TASK ITEM
Count how many lines of the data below contain the string "writer"; the reply should be that number alone.

PROVIDED MATERIAL
========

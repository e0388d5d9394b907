// SPDX-License-Identifier: PMPL-1.0-or-later
// Copyright (c) 2026 Jonathan D.A. Jewell (hyperpolymath) <jonathan.jewell@open.ac.uk>
//
// PDF module — building the merged scan document and inspecting it.

pub mod reader;
pub mod writer;

pub use reader::PdfReader;
pub use writer::PdfWriter;
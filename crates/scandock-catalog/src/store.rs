// SPDX-License-Identifier: PMPL-1.0-or-later
// Copyright (c) 2026 Jonathan D.A. Jewell (hyperpolymath) <jonathan.jewell@open.ac.uk>
//
// Storage collaborator seam for the persistence transaction.

use scandock_core::error::Result;
use scandock_core::types::{PageRecord, ScanId, ScanRecord};

/// Catalog of persisted scans.
///
/// `save_scan` must be atomic: either the scan row and its complete page set
/// are committed together, or nothing changes.
pub trait ScanStore: Send {
    /// Insert `scan` when it has no id, otherwise update it in place, then
    /// replace all of its page rows with `pages`. Returns the scan's id.
    ///
    /// Updating an id the store does not know fails with `NotFound`.
    fn save_scan(&mut self, scan: &ScanRecord, pages: &[PageRecord]) -> Result<ScanId>;

    /// Remove a scan and its page rows. Unknown ids are not an error.
    fn delete_scan(&mut self, id: ScanId) -> Result<()>;

    fn scan(&self, id: ScanId) -> Result<Option<ScanRecord>>;

    /// Page rows of a scan ordered by `order_index`.
    fn pages_for_scan(&self, id: ScanId) -> Result<Vec<PageRecord>>;

    /// Every scan, newest first.
    fn list_scans(&self) -> Result<Vec<ScanRecord>>;
}
impl RecomputeJob {
    pub fn page_id(&self) -> PageId {
        self.page_id
    }

    pub fn version(&self) -> u64 {
        self.version
    }

    /// Render the page. Pure and CPU-bound.
    ///
    /// Fails with `Transform` when a crop selects no pixels.
    #[instrument(skip(self), fields(page = %self.page_id, version = self.version))]
    pub fn run(self) -> Result<RecomputeOutcome> {
        let original = match self.crop {
            Some((crop, display)) => {
                let cropped = crop_to_image(&self.original, &crop, &display);
                if cropped.width() == 0 || cropped.height() == 0 {
                    return Err(ScandockError::Transform(
                        "crop does not cover any part of the page".into(),
                    ));
                }
                Some(Arc::new(cropped))
            }
            None => None,
        };

        let base = original.as_ref().unwrap_or(&self.original);
        let current = render(base, &self.params);

        Ok(RecomputeOutcome {
            page_id: self.page_id,
            version: self.version,
            original,
            current,
            params: self.params,
        })
    }
}

/// A rendered edit waiting to be installed.
#[derive(Debug)]
pub struct RecomputeOutcome {
    page_id: PageId,
    version: u64,
    /// Replacement original when the job cropped.
    original: Option<Arc<Raster>>,
    current: Raster,
    params: EditParams,
}

impl RecomputeOutcome {
    pub fn current(&self) -> &Raster {
        &self.current
    }
}
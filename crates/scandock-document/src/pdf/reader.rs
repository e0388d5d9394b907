// SPDX-License-Identifier: PMPL-1.0-or-later
// Copyright (c) 2026 Jonathan D.A. Jewell (hyperpolymath) <jonathan.jewell@open.ac.uk>
//
// PDF reader — inspect merged scan documents with `lopdf` (page count and
// page sizes).

use std::path::Path;

use lopdf::{Dictionary, Document, Object, ObjectId};
use scandock_core::error::ScandockError;
use tracing::{debug, info, instrument};

/// Guard against malformed page trees with cyclic /Parent links.
const MAX_PARENT_DEPTH: usize = 32;

/// Read-only view of an existing PDF.
pub struct PdfReader {
    document: Document,
    source_path: Option<String>,
}

impl PdfReader {
    /// Open a PDF from the filesystem.
    #[instrument(skip_all, fields(path = %path.as_ref().display()))]
    pub fn open(path: impl AsRef<Path>) -> Result<Self, ScandockError> {
        let path_ref = path.as_ref();
        info!("Opening PDF: {}", path_ref.display());

        let document = Document::load(path_ref).map_err(|err| {
            ScandockError::PdfError(format!("failed to open {}: {}", path_ref.display(), err))
        })?;

        debug!(pages = document.get_pages().len(), "PDF loaded");

        Ok(Self {
            document,
            source_path: Some(path_ref.display().to_string()),
        })
    }

    /// Create a reader from raw PDF bytes already in memory.
    #[instrument(skip_all, fields(bytes_len = data.len()))]
    pub fn from_bytes(data: &[u8]) -> Result<Self, ScandockError> {
        let document = Document::load_mem(data).map_err(|err| {
            ScandockError::PdfError(format!("failed to load PDF from memory: {}", err))
        })?;

        debug!(pages = document.get_pages().len(), "PDF loaded from bytes");

        Ok(Self {
            document,
            source_path: None,
        })
    }

    pub fn page_count(&self) -> usize {
        self.document.get_pages().len()
    }

    pub fn source_path(&self) -> Option<&str> {
        self.source_path.as_deref()
    }

    /// Width and height in points of every page, in page order.
    ///
    /// Reads each page's /MediaBox, inheriting it from ancestor /Pages nodes
    /// when the page does not set its own.
    pub fn page_sizes(&self) -> Result<Vec<(f32, f32)>, ScandockError> {
        self.document
            .get_pages()
            .into_iter()
            .map(|(number, id)| {
                self.media_box(id)
                    .map(|b| (b[2] - b[0], b[3] - b[1]))
                    .ok_or_else(|| {
                        ScandockError::PdfError(format!("page {number} has no usable /MediaBox"))
                    })
            })
            .collect()
    }

    fn media_box(&self, page_id: ObjectId) -> Option<[f32; 4]> {
        let mut dict = self.dictionary(page_id)?;
        for _ in 0..MAX_PARENT_DEPTH {
            if let Ok(obj) = dict.get(b"MediaBox") {
                return self.rect(obj);
            }
            let parent = dict.get(b"Parent").ok()?.as_reference().ok()?;
            dict = self.dictionary(parent)?;
        }
        None
    }

    fn dictionary(&self, id: ObjectId) -> Option<&Dictionary> {
        self.document.get_object(id).ok()?.as_dict().ok()
    }

    fn rect(&self, obj: &Object) -> Option<[f32; 4]> {
        let obj = match obj {
            Object::Reference(id) => self.document.get_object(*id).ok()?,
            other => other,
        };
        let items = obj.as_array().ok()?;
        if items.len() != 4 {
            return None;
        }
        let mut out = [0.0f32; 4];
        for (slot, item) in out.iter_mut().zip(items) {
            *slot = number(item)?;
        }
        Some(out)
    }
}

fn number(obj: &Object) -> Option<f32> {
    match obj {
        Object::Integer(value) => Some(*value as f32),
        Object::Real(value) => Some(*value as f32),
        _ => None,
    }
}

#[cfg(test)]
mod tests {
    use super::*;
    use lopdf::dictionary;

    /// Minimal document whose single page inherits its /MediaBox from the
    /// /Pages root.
    fn inherited_media_box_pdf() -> Vec<u8> {
        let mut doc = Document::with_version("1.5");
        let page_id = doc.add_object(dictionary! {
            "Type" => "Page",
        });
        let pages_id = doc.add_object(dictionary! {
            "Type" => "Pages",
            "Kids" => vec![Object::Reference(page_id)],
            "Count" => Object::Integer(1),
            "MediaBox" => vec![
                Object::Integer(0),
                Object::Integer(0),
                Object::Integer(300),
                Object::Real(400.5),
            ],
        });
        if let Ok(dict) = doc.get_object_mut(page_id).and_then(Object::as_dict_mut) {
            dict.set("Parent", Object::Reference(pages_id));
        }
        let catalog_id = doc.add_object(dictionary! {
            "Type" => "Catalog",
            "Pages" => Object::Reference(pages_id),
        });
        doc.trailer.set("Root", Object::Reference(catalog_id));

        let mut out = Vec::new();
        doc.save_to(&mut out).expect("save");
        out
    }

    #[test]
    fn media_box_is_inherited_from_page_tree() {
        let reader = PdfReader::from_bytes(&inherited_media_box_pdf()).expect("load");
        assert_eq!(reader.page_count(), 1);
        let sizes = reader.page_sizes().expect("sizes");
        assert_eq!(sizes.len(), 1);
        assert!((sizes[0].0 - 300.0).abs() < 0.01);
        assert!((sizes[0].1 - 400.5).abs() < 0.01);
    }

    #[test]
    fn garbage_is_a_pdf_error() {
        assert!(matches!(
            PdfReader::from_bytes(b"not a pdf"),
            Err(ScandockError::PdfError(_))
        ));
    }
}
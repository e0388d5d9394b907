// SPDX-License-Identifier: PMPL-1.0-or-later
// Copyright (c) 2026 Jonathan D.A. Jewell (hyperpolymath) <jonathan.jewell@open.ac.uk>
//
// Application configuration.

use serde::{Deserialize, Serialize};

/// Persistent application settings.
#[derive(Debug, Clone, PartialEq, Serialize, Deserialize)]
#[serde(default)]
pub struct AppConfig {
    /// Distance (view units) within which a touch grabs a crop corner.
    pub crop_handle_threshold: f32,
    /// Smallest width/height the crop rectangle may shrink to (view units).
    pub crop_min_size: f32,
    /// Crop rectangle shown when the crop tool opens: left, top, right, bottom.
    pub initial_crop_rect: [f32; 4],
    /// Title prefix for new scans; the capture timestamp is appended.
    pub scan_title_prefix: String,
    /// Name of the subdirectory (inside the data dir) holding scan artifacts.
    pub scans_dir_name: String,
    /// File name of the catalog database inside the data dir.
    pub catalog_file_name: String,
}

impl Default for AppConfig {
    fn default() -> Self {
        Self {
            crop_handle_threshold: 70.0,
            crop_min_size: 100.0,
            initial_crop_rect: [200.0, 300.0, 800.0, 900.0],
            scan_title_prefix: "Scan".into(),
            scans_dir_name: "scans".into(),
            catalog_file_name: "scandock.db".into(),
        }
    }
}

#[cfg(test)]
mod tests {
    use super::*;

    #[test]
    fn partial_json_falls_back_to_defaults() {
        let config: AppConfig = serde_json::from_str(r#"{"crop_min_size": 40.0}"#).unwrap();
        assert_eq!(config.crop_min_size, 40.0);
        assert_eq!(config.crop_handle_threshold, 70.0);
        assert_eq!(config.scans_dir_name, "scans");
    }
}
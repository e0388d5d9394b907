// SPDX-License-Identifier: PMPL-1.0-or-later
// Copyright (c) 2026 Jonathan D.A. Jewell (hyperpolymath) <jonathan.jewell@open.ac.uk>
//
// Data directory resolution.

use std::path::{Path, PathBuf};

use scandock_core::error::Result;

/// Return the application data directory, creating it if needed.
///
/// An explicit `root` wins; otherwise `$XDG_DATA_HOME/scandock`, then
/// `~/.local/share/scandock`.
pub fn data_dir(root: Option<&Path>) -> Result<PathBuf> {
    let dir = match root {
        Some(root) => root.to_path_buf(),
        None => base_dir().join("scandock"),
    };
    std::fs::create_dir_all(&dir)?;
    Ok(dir)
}

fn base_dir() -> PathBuf {
    if let Some(xdg) = std::env::var_os("XDG_DATA_HOME").filter(|v| !v.is_empty()) {
        return PathBuf::from(xdg);
    }
    if let Some(home) = std::env::var_os("HOME") {
        return PathBuf::from(home).join(".local").join("share");
    }
    std::env::temp_dir()
}

#[cfg(test)]
mod tests {
    use super::*;

    #[test]
    fn explicit_root_is_created() {
        let dir = tempfile::tempdir().expect("tempdir");
        let root = dir.path().join("nested").join("data");
        assert_eq!(data_dir(Some(&root)).expect("data dir"), root);
        assert!(root.is_dir());
    }
}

========

ANSWER TO THIS EXERCISE
2